– Сейчас мы поменяемся жизнями, Георгий. Ты возьмешь мою, я – твою. Я займу твое место подле машины. В моей одежде ты спокойно уйдешь. Меня не заметили, когда я пришел сюда. И не заметят тебя, когда ты уйдешь. Только не нервничай, сохраняй спокойствие. И держись там, где туман кипит пуще всего. А как выйдешь на улицу, возьмешь автомобиль. Денег в моих карманах найдется предостаточно. Через три улицы смени автомобиль. И еще раз смени через три улицы. Потом поедешь в девяносто девятый квартал. На углу расплатишься, подождешь, чтобы машина отъехала и водитель тебя уже не видел. Только тогда отыщешь седьмой дом и поднимешься на восьмой этаж. Там живет человек по имени Иосафат. Тебе надо к нему. Скажешь, что тебя послал я. Ждите меня или весточку от меня. Ты все понял, Георгий?

– Да.

Но это «да» было пустым звуком, словно он произнес его просто так, а не отвечал на вопрос Фредера.

Немногим позже сын Иоха Фредерсена, владыки великого Метрополиса, стоял подле маленькой машины, похожей на Ганешу, бога с головою слона.

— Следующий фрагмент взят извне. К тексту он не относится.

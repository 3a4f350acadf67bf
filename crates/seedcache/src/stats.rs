//! Cache statistics tracking

use std::sync::atomic::{AtomicU64, Ordering};

/// Counters describing how a [`BoundedCache`](crate::BoundedCache) has been used
#[derive(Debug, Default)]
pub struct CacheStats {
    hits: AtomicU64,
    misses: AtomicU64,
    inserts: AtomicU64,
    replacements: AtomicU64,
    rejected: AtomicU64,
    evictions: AtomicU64,
}

impl CacheStats {
    /// Create new stats tracker
    pub fn new() -> Self {
        Self::default()
    }

    pub(crate) fn record_hit(&self) {
        self.hits.fetch_add(1, Ordering::Relaxed);
    }

    pub(crate) fn record_miss(&self) {
        self.misses.fetch_add(1, Ordering::Relaxed);
    }

    pub(crate) fn record_insert(&self, evicted: usize) {
        self.inserts.fetch_add(1, Ordering::Relaxed);
        if evicted > 0 {
            self.evictions.fetch_add(evicted as u64, Ordering::Relaxed);
        }
    }

    pub(crate) fn record_replacement(&self) {
        self.replacements.fetch_add(1, Ordering::Relaxed);
    }

    pub(crate) fn record_rejected(&self) {
        self.rejected.fetch_add(1, Ordering::Relaxed);
    }

    /// Lookups that found a value
    pub fn hits(&self) -> u64 {
        self.hits.load(Ordering::Relaxed)
    }

    /// Lookups that found nothing
    pub fn misses(&self) -> u64 {
        self.misses.load(Ordering::Relaxed)
    }

    /// Writes that added a new key
    pub fn inserts(&self) -> u64 {
        self.inserts.load(Ordering::Relaxed)
    }

    /// Writes that overwrote an existing key
    pub fn replacements(&self) -> u64 {
        self.replacements.load(Ordering::Relaxed)
    }

    /// Conditional writes whose test returned false
    pub fn rejected(&self) -> u64 {
        self.rejected.load(Ordering::Relaxed)
    }

    /// Entries dropped to make room for new keys
    pub fn evictions(&self) -> u64 {
        self.evictions.load(Ordering::Relaxed)
    }

    /// Calculate hit ratio (0.0 to 1.0)
    pub fn hit_ratio(&self) -> f64 {
        let hits = self.hits();
        let total = hits + self.misses();
        if total == 0 {
            0.0
        } else {
            hits as f64 / total as f64
        }
    }
}
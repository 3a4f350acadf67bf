//! # seedcache
//!
//! Bounded in-memory caches used by formseed's metadata lookups.
//!
//! ## Architecture
//! - **HashMap**: AHash-keyed index into a node slab (O(1) lookups)
//! - **Recency list**: Doubly-linked list, oldest entry evicted first (O(1))
//! - **Locking**: One `parking_lot` mutex per cache instance
//! - **Conditional writes**: `test_and_set` for race-free de-duplication and
//!   per-key request gating

#![warn(missing_docs)]

mod bounded;
mod gate;
mod lru;
mod stats;

pub use bounded::BoundedCache;
pub use gate::AccessGate;
pub use stats::CacheStats;
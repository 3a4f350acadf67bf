//! Doubles shared by the unit tests

use std::collections::HashMap;
use std::sync::atomic::{AtomicUsize, Ordering};
use std::sync::Arc;
use std::time::Duration;

use async_trait::async_trait;
use chrono::{DateTime, TimeZone, Utc};
use parking_lot::Mutex;

use crate::error::{Error, Result};
use crate::transport::{Response, Transport};

pub fn init_logging() {
    let _ = tracing_subscriber::fmt()
        .with_env_filter(tracing_subscriber::EnvFilter::from_default_env())
        .with_test_writer()
        .try_init();
}

/// Scripted transport counting every request
#[derive(Default)]
pub struct FakeTransport {
    routes: Mutex<HashMap<String, Result<Response>>>,
    delay: Mutex<Option<Duration>>,
    calls: AtomicUsize,
}

impl FakeTransport {
    pub fn new() -> Self {
        Self::default()
    }

    pub fn respond(&self, url: &str, status: u16, body: &str) {
        self.routes
            .lock()
            .insert(url.to_string(), Ok(Response::new(status, body)));
    }

    pub fn fail(&self, url: &str, err: Error) {
        self.routes.lock().insert(url.to_string(), Err(err));
    }

    pub fn set_delay(&self, delay: Duration) {
        *self.delay.lock() = Some(delay);
    }

    pub fn calls(&self) -> usize {
        self.calls.load(Ordering::SeqCst)
    }
}

#[async_trait]
impl Transport for FakeTransport {
    async fn get(&self, url: &str) -> Result<Response> {
        self.calls.fetch_add(1, Ordering::SeqCst);
        let delay = *self.delay.lock();
        if let Some(delay) = delay {
            tokio::time::sleep(delay).await;
        }
        self.routes
            .lock()
            .get(url)
            .cloned()
            .unwrap_or_else(|| Err(Error::Transport(format!("no route for {url}"))))
    }
}

/// Clock that only moves when told to
#[derive(Clone)]
pub struct ManualClock {
    now: Arc<Mutex<DateTime<Utc>>>,
}

impl ManualClock {
    pub fn new() -> Self {
        let start = Utc.with_ymd_and_hms(2024, 3, 1, 12, 0, 0).unwrap();
        Self {
            now: Arc::new(Mutex::new(start)),
        }
    }

    pub fn advance(&self, by: Duration) {
        *self.now.lock() += chrono::Duration::from_std(by).unwrap();
    }

    pub fn source(&self) -> impl Fn() -> DateTime<Utc> + Send + Sync + 'static {
        let now = Arc::clone(&self.now);
        move || *now.lock()
    }
}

Он был в одежде рабочих Метрополиса: от шеи до щиколоток синяя холщовая роба, босые ноги в грубых башмаках, волосы прикрыты черной шапкой. Держал руку на рычаге и неотрывно смотрел на часы, стрелки которых трепетали, как намагниченные стрелки компаса.

Мощный поток воздуха обдувал его, складки робы полоскались.

И все-таки он чувствовал, как медленно, перехватывая горло, от безостановочно дрожащего пола, от стен, где свистело пламя, от потолка, который, казалось, пребывал в вечном падении, от толчков коротких рук машины и даже от постоянного напряжения ее блестящего корпуса – отовсюду на него надвигался страх, вырастая до неотвратимости смерти.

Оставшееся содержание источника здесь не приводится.